China's weather bureau said a tornado hit the area where the boat was, a freak occurrence in a country where tornados do happen but are not common.

The disaster could bring a bigger toll than the sinking of a ferry in South Korea in April 2014 that killed 304 people, most of them children on a school trip.

The People's Daily, which published a passenger manifest on its microblog, said those on board the Eastern Star ranged in age from three to more than 80.

Tour guide Zhang Hui, 43, told Xinhua the boat sank very fast and he scrambled out a window in torrential rain, clutching a life vest as he could not swim.

"Wave after wave crashed over me; I swallowed a lot of water," Zhang said, adding that he was unable to flag down passing boats and finally struggled ashore as dawn broke holding onto a branch.

President Xi Jinping had ordered that no efforts be spared in the rescue and Premier Li Keqiang went to the scene of the accident in central Hubei province, Xinhua said.

About 60 family members gathered outside a travel agency in Shanghai and demanded information.

"I only found out about this on the television news while I was at work and I came here," said 35-year-old Wang Sheng, whose said his mother and father were on board. "I cried all the way here and here I can't find anyone, the door is locked."

CAPTAIN DETAINED BY POLICE

The ship's captain and the chief engineer, who were among the few to be rescued, had been detained by police for questioning, Xinhua said.

According to the Yangtze River navigation administration, the pair said the ship sank quickly after it was caught in the tornado.

Xinhua reported that initial investigations had found the ship was not overloaded and it had enough life vests on board for its passengers. Those rescued were wearing life vests, Xinhua said.

Among those on board were 406 tourists, many of them elderly, along with 47 crew members and five tour guides, the People's Daily said.

State radio said the ship went over in about two minutes and no distress call had been issued. Seven people swam to shore to raise the alarm, media said.
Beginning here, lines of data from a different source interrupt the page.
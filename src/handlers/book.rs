//! Book handlers: create, list, get by id, delete by id.

use crate::error::{AppError, StoreError};
use crate::model::NewBook;
use crate::response::{message, with_data};
use crate::state::AppState;
use crate::store::parse_id;
use axum::{
    extract::{
        rejection::{JsonRejection, PathRejection},
        Path, State,
    },
    http::StatusCode,
    response::IntoResponse,
    Json,
};

const GET_FAILED: &str = "cannot get book";
const DELETE_FAILED: &str = "cannot delete book";

/// Empty ids get their own error; malformed ids fail like a store error.
fn path_id(raw: &str, failure: &'static str) -> Result<i64, AppError> {
    if raw.trim().is_empty() {
        return Err(AppError::EmptyId);
    }
    parse_id(raw).map_err(AppError::store(failure))
}

/// Undecodable segments (e.g. invalid UTF-8) fail like a malformed id.
fn raw_segment(
    path: Result<Path<String>, PathRejection>,
    failure: &'static str,
) -> Result<String, AppError> {
    path.map(|Path(id)| id).map_err(|rejection| AppError::Store {
        message: failure,
        source: StoreError::InvalidInput(rejection.body_text()),
    })
}

pub async fn create_book(
    State(state): State<AppState>,
    payload: Result<Json<Option<NewBook>>, JsonRejection>,
) -> Result<impl IntoResponse, AppError> {
    // A literal `null` body creates an empty book.
    let Json(book) = payload.map_err(|rejection| AppError::Unprocessable {
        message: "request failed",
        detail: rejection.body_text(),
    })?;
    let created = state
        .books
        .create(book.unwrap_or_default())
        .await
        .map_err(AppError::store("could not create book"))?;
    tracing::info!(id = created.id, "book created");
    Ok(with_data("book has been added", created))
}

pub async fn list_books(State(state): State<AppState>) -> Result<impl IntoResponse, AppError> {
    let books = state
        .books
        .list_all()
        .await
        .map_err(AppError::store("could not get the books"))?;
    Ok(with_data("books fetched successfully", books))
}

pub async fn get_book(
    State(state): State<AppState>,
    path: Result<Path<String>, PathRejection>,
) -> Result<impl IntoResponse, AppError> {
    let id = raw_segment(path, GET_FAILED)?;
    fetch_book(&state, &id).await
}

pub async fn get_book_without_id(State(state): State<AppState>) -> Result<impl IntoResponse, AppError> {
    fetch_book(&state, "").await
}

async fn fetch_book(state: &AppState, raw_id: &str) -> Result<impl IntoResponse, AppError> {
    let id = path_id(raw_id, GET_FAILED)?;
    let book = state
        .books
        .find_by_id(id)
        .await
        .map_err(AppError::store(GET_FAILED))?;
    Ok(with_data("book id fetched successfully", book))
}

pub async fn delete_book(
    State(state): State<AppState>,
    path: Result<Path<String>, PathRejection>,
) -> Result<impl IntoResponse, AppError> {
    let id = raw_segment(path, DELETE_FAILED)?;
    remove_book(&state, &id).await
}

pub async fn delete_book_without_id(State(state): State<AppState>) -> Result<impl IntoResponse, AppError> {
    remove_book(&state, "").await
}

async fn remove_book(state: &AppState, raw_id: &str) -> Result<impl IntoResponse, AppError> {
    let id = path_id(raw_id, DELETE_FAILED)?;
    let removed = state
        .books
        .delete_by_id(id)
        .await
        .map_err(AppError::store(DELETE_FAILED))?;
    if removed {
        tracing::info!(id, "book deleted");
    } else {
        // Deleting an absent id succeeds.
        tracing::debug!(id, "delete matched no rows");
    }
    Ok(message(StatusCode::OK, "book deleted successfully"))
}
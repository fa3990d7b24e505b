//! Runtime configuration read from the environment.

use sqlx::postgres::{PgConnectOptions, PgSslMode};
use std::net::SocketAddr;

pub const DEFAULT_SERVER_ADDR: &str = "0.0.0.0:8080";
pub const DEFAULT_MAX_CONNECTIONS: u32 = 5;
pub const DEFAULT_BODY_LIMIT_BYTES: usize = 1024 * 1024;

/// Connection parameters for the PostgreSQL database.
#[derive(Clone, Debug)]
pub struct DbConfig {
    pub host: String,
    pub port: u16,
    pub user: String,
    pub password: String,
    pub db_name: String,
    pub ssl_mode: PgSslMode,
    pub max_connections: u32,
}

impl DbConfig {
    pub fn connect_options(&self) -> PgConnectOptions {
        PgConnectOptions::new()
            .host(&self.host)
            .port(self.port)
            .username(&self.user)
            .password(&self.password)
            .database(&self.db_name)
            .ssl_mode(self.ssl_mode)
    }
}

#[derive(Clone, Debug)]
pub struct AppConfig {
    pub db: DbConfig,
    pub server_addr: SocketAddr,
    /// Request bodies larger than this are rejected before reaching handlers.
    pub body_limit_bytes: usize,
}
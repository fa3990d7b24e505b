//! Standard response envelope helpers.

use axum::{http::StatusCode, Json};
use serde::Serialize;

#[derive(Serialize)]
pub struct MessageBody {
    pub message: String,
}

#[derive(Serialize)]
pub struct DataBody<T> {
    pub message: String,
    pub data: T,
}

pub fn message(status: StatusCode, text: &str) -> (StatusCode, Json<MessageBody>) {
    (
        status,
        Json(MessageBody {
            message: text.to_string(),
        }),
    )
}

pub fn with_data<T: Serialize>(text: &str, data: T) -> (StatusCode, Json<DataBody<T>>) {
    (
        StatusCode::OK,
        Json(DataBody {
            message: text.to_string(),
            data,
        }),
    )
}
//! Load [`AppConfig`] from environment variables (optionally seeded from `.env`).

use crate::config::types::*;
use crate::config::validator::{parse_addr, parse_port, parse_positive, parse_ssl_mode};
use crate::error::ConfigError;

/// Read `.env` if present, then the process environment.
pub fn load_from_env() -> Result<AppConfig, ConfigError> {
    if let Err(e) = dotenvy::dotenv() {
        if !e.not_found() {
            return Err(ConfigError::Invalid {
                key: ".env",
                reason: e.to_string(),
            });
        }
    }
    load_with(|key| std::env::var(key).ok())
}

/// Build config from an arbitrary key lookup.
pub fn load_with<F>(lookup: F) -> Result<AppConfig, ConfigError>
where
    F: Fn(&str) -> Option<String>,
{
    let required = |key: &'static str| lookup(key).ok_or(ConfigError::Missing(key));

    let db = DbConfig {
        host: required("DB_HOST")?,
        port: parse_port("DB_PORT", &required("DB_PORT")?)?,
        user: required("DB_USER")?,
        password: required("DB_PASS")?,
        db_name: required("DB_NAME")?,
        ssl_mode: parse_ssl_mode("DB_SSLMODE", &required("DB_SSLMODE")?)?,
        max_connections: match lookup("DB_MAX_CONNECTIONS") {
            Some(v) => parse_positive("DB_MAX_CONNECTIONS", &v)?,
            None => DEFAULT_MAX_CONNECTIONS,
        },
    };
    if db.host.trim().is_empty() {
        return Err(ConfigError::Invalid {
            key: "DB_HOST",
            reason: "must not be empty".into(),
        });
    }
    if db.db_name.trim().is_empty() {
        return Err(ConfigError::Invalid {
            key: "DB_NAME",
            reason: "must not be empty".into(),
        });
    }

    let server_addr = parse_addr(
        "SERVER_ADDR",
        &lookup("SERVER_ADDR").unwrap_or_else(|| DEFAULT_SERVER_ADDR.into()),
    )?;
    let body_limit_bytes = match lookup("BODY_LIMIT_BYTES") {
        Some(v) => parse_positive("BODY_LIMIT_BYTES", &v)?,
        None => DEFAULT_BODY_LIMIT_BYTES,
    };

    Ok(AppConfig {
        db,
        server_addr,
        body_limit_bytes,
    })
}
//! PostgreSQL-backed book store.

use super::BookStore;
use crate::error::StoreError;
use crate::model::{Book, NewBook};
use async_trait::async_trait;
use sqlx::PgPool;

pub const BOOKS_TABLE: &str = "books";

#[derive(Clone)]
pub struct PgBookStore {
    pool: PgPool,
}

impl PgBookStore {
    pub fn new(pool: PgPool) -> Self {
        PgBookStore { pool }
    }

    pub fn pool(&self) -> &PgPool {
        &self.pool
    }
}

#[async_trait]
impl BookStore for PgBookStore {
    async fn create(&self, book: NewBook) -> Result<Book, StoreError> {
        let sql = format!(
            "INSERT INTO {} (author, title, publisher) VALUES ($1, $2, $3) RETURNING id, author, title, publisher",
            BOOKS_TABLE
        );
        tracing::debug!(sql = %sql, "query");
        let row = sqlx::query_as::<_, Book>(&sql)
            .bind(&book.author)
            .bind(&book.title)
            .bind(&book.publisher)
            .fetch_one(&self.pool)
            .await?;
        Ok(row)
    }

    async fn list_all(&self) -> Result<Vec<Book>, StoreError> {
        let sql = format!(
            "SELECT id, author, title, publisher FROM {} ORDER BY id",
            BOOKS_TABLE
        );
        tracing::debug!(sql = %sql, "query");
        let rows = sqlx::query_as::<_, Book>(&sql).fetch_all(&self.pool).await?;
        Ok(rows)
    }

    async fn find_by_id(&self, id: i64) -> Result<Book, StoreError> {
        let sql = format!(
            "SELECT id, author, title, publisher FROM {} WHERE id = $1",
            BOOKS_TABLE
        );
        tracing::debug!(sql = %sql, id, "query");
        sqlx::query_as::<_, Book>(&sql)
            .bind(id)
            .fetch_optional(&self.pool)
            .await?
            .ok_or(StoreError::NotFound(id))
    }

    async fn delete_by_id(&self, id: i64) -> Result<bool, StoreError> {
        let sql = format!("DELETE FROM {} WHERE id = $1", BOOKS_TABLE);
        tracing::debug!(sql = %sql, id, "query");
        let result = sqlx::query(&sql).bind(id).execute(&self.pool).await?;
        Ok(result.rows_affected() > 0)
    }

    async fn ping(&self) -> Result<(), StoreError> {
        sqlx::query("SELECT 1").fetch_optional(&self.pool).await?;
        Ok(())
    }
}
//! Value parsing and validation for environment settings.

use crate::error::ConfigError;
use sqlx::postgres::PgSslMode;
use std::net::SocketAddr;

pub fn parse_port(key: &'static str, raw: &str) -> Result<u16, ConfigError> {
    match raw.trim().parse::<u16>() {
        Ok(0) => Err(ConfigError::Invalid {
            key,
            reason: "port must be non-zero".into(),
        }),
        Ok(p) => Ok(p),
        Err(e) => Err(ConfigError::Invalid {
            key,
            reason: e.to_string(),
        }),
    }
}

/// Accepts the libpq sslmode names.
pub fn parse_ssl_mode(key: &'static str, raw: &str) -> Result<PgSslMode, ConfigError> {
    raw.trim().parse::<PgSslMode>().map_err(|_| ConfigError::Invalid {
        key,
        reason: format!(
            "unknown sslmode '{}' (expected disable, allow, prefer, require, verify-ca or verify-full)",
            raw
        ),
    })
}

pub fn parse_positive<T>(key: &'static str, raw: &str) -> Result<T, ConfigError>
where
    T: std::str::FromStr + PartialOrd + Default,
    T::Err: std::fmt::Display,
{
    let n: T = raw.trim().parse().map_err(|e: T::Err| ConfigError::Invalid {
        key,
        reason: e.to_string(),
    })?;
    if n <= T::default() {
        return Err(ConfigError::Invalid {
            key,
            reason: "must be at least 1".into(),
        });
    }
    Ok(n)
}

pub fn parse_addr(key: &'static str, raw: &str) -> Result<SocketAddr, ConfigError> {
    raw.trim().parse().map_err(|e: std::net::AddrParseError| ConfigError::Invalid {
        key,
        reason: e.to_string(),
    })
}

#[cfg(test)]
mod tests {
    use super::*;

    #[test]
    fn port_bounds() {
        assert_eq!(parse_port("DB_PORT", "5432").unwrap(), 5432);
        assert!(parse_port("DB_PORT", "0").is_err());
        assert!(parse_port("DB_PORT", "70000").is_err());
        assert!(parse_port("DB_PORT", "pg").is_err());
    }

    #[test]
    fn ssl_modes() {
        assert!(matches!(
            parse_ssl_mode("DB_SSLMODE", "disable").unwrap(),
            PgSslMode::Disable
        ));
        assert!(matches!(
            parse_ssl_mode("DB_SSLMODE", "verify-full").unwrap(),
            PgSslMode::VerifyFull
        ));
        assert!(parse_ssl_mode("DB_SSLMODE", "sometimes").is_err());
    }

    #[test]
    fn positive_numbers() {
        assert_eq!(parse_positive::<u32>("DB_MAX_CONNECTIONS", "8").unwrap(), 8);
        assert!(parse_positive::<u32>("DB_MAX_CONNECTIONS", "0").is_err());
        assert!(parse_positive::<usize>("BODY_LIMIT_BYTES", "-1").is_err());
    }
}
Fishing boats were among the dozens of vessels helping in the search and rescue, Xinhua said, and more than 1,000 police with 40 inflatable boats had also been sent.
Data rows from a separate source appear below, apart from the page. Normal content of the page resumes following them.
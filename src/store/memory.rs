//! In-process book store with the same contract as the PostgreSQL one.

use super::BookStore;
use crate::error::StoreError;
use crate::model::{Book, NewBook};
use async_trait::async_trait;
use std::collections::BTreeMap;
use std::sync::RwLock;

#[derive(Default)]
struct Inner {
    last_id: i64,
    rows: BTreeMap<i64, Book>,
}

/// Ids start at 1 and are never reused, matching a serial column.
#[derive(Default)]
pub struct MemoryBookStore {
    inner: RwLock<Inner>,
}

impl MemoryBookStore {
    pub fn new() -> Self {
        Self::default()
    }
}

#[async_trait]
impl BookStore for MemoryBookStore {
    async fn create(&self, book: NewBook) -> Result<Book, StoreError> {
        let mut inner = self.inner.write().map_err(|_| StoreError::Poisoned)?;
        inner.last_id += 1;
        let book = book.into_book(inner.last_id);
        inner.rows.insert(book.id, book.clone());
        Ok(book)
    }

    async fn list_all(&self) -> Result<Vec<Book>, StoreError> {
        let inner = self.inner.read().map_err(|_| StoreError::Poisoned)?;
        Ok(inner.rows.values().cloned().collect())
    }

    async fn find_by_id(&self, id: i64) -> Result<Book, StoreError> {
        let inner = self.inner.read().map_err(|_| StoreError::Poisoned)?;
        inner.rows.get(&id).cloned().ok_or(StoreError::NotFound(id))
    }

    async fn delete_by_id(&self, id: i64) -> Result<bool, StoreError> {
        let mut inner = self.inner.write().map_err(|_| StoreError::Poisoned)?;
        Ok(inner.rows.remove(&id).is_some())
    }

    async fn ping(&self) -> Result<(), StoreError> {
        Ok(())
    }
}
The Eastern Star, which has the capacity to carry more than 500 people, was heading to southwestern Chongqing city from Nanjing, capital of Jiangsu province. It sank at around 9:28 p.m. in the Jianli section of the Yangtze, Asia's longest river.

Accidents of this magnitude are uncommon in China where major rivers are used for tours and cruises. A tug sank on the Yangtze while undergoing sea trials in January, killing 22 of 25 people on board.

In the worst previous incident of its kind in China, the steamship Kiangya blew up on the Huangpu river in 1948, killing more than 1,000 people.

The Eastern Star is owned by the Chongqing Eastern Shipping Corporation, which runs tours along the Three Gorges section of the Yangtze.

Wang Jianhua, its vice general manager, said it had never suffered an incident of this magnitude. The official Hubei Daily said the company has been operating since 1981.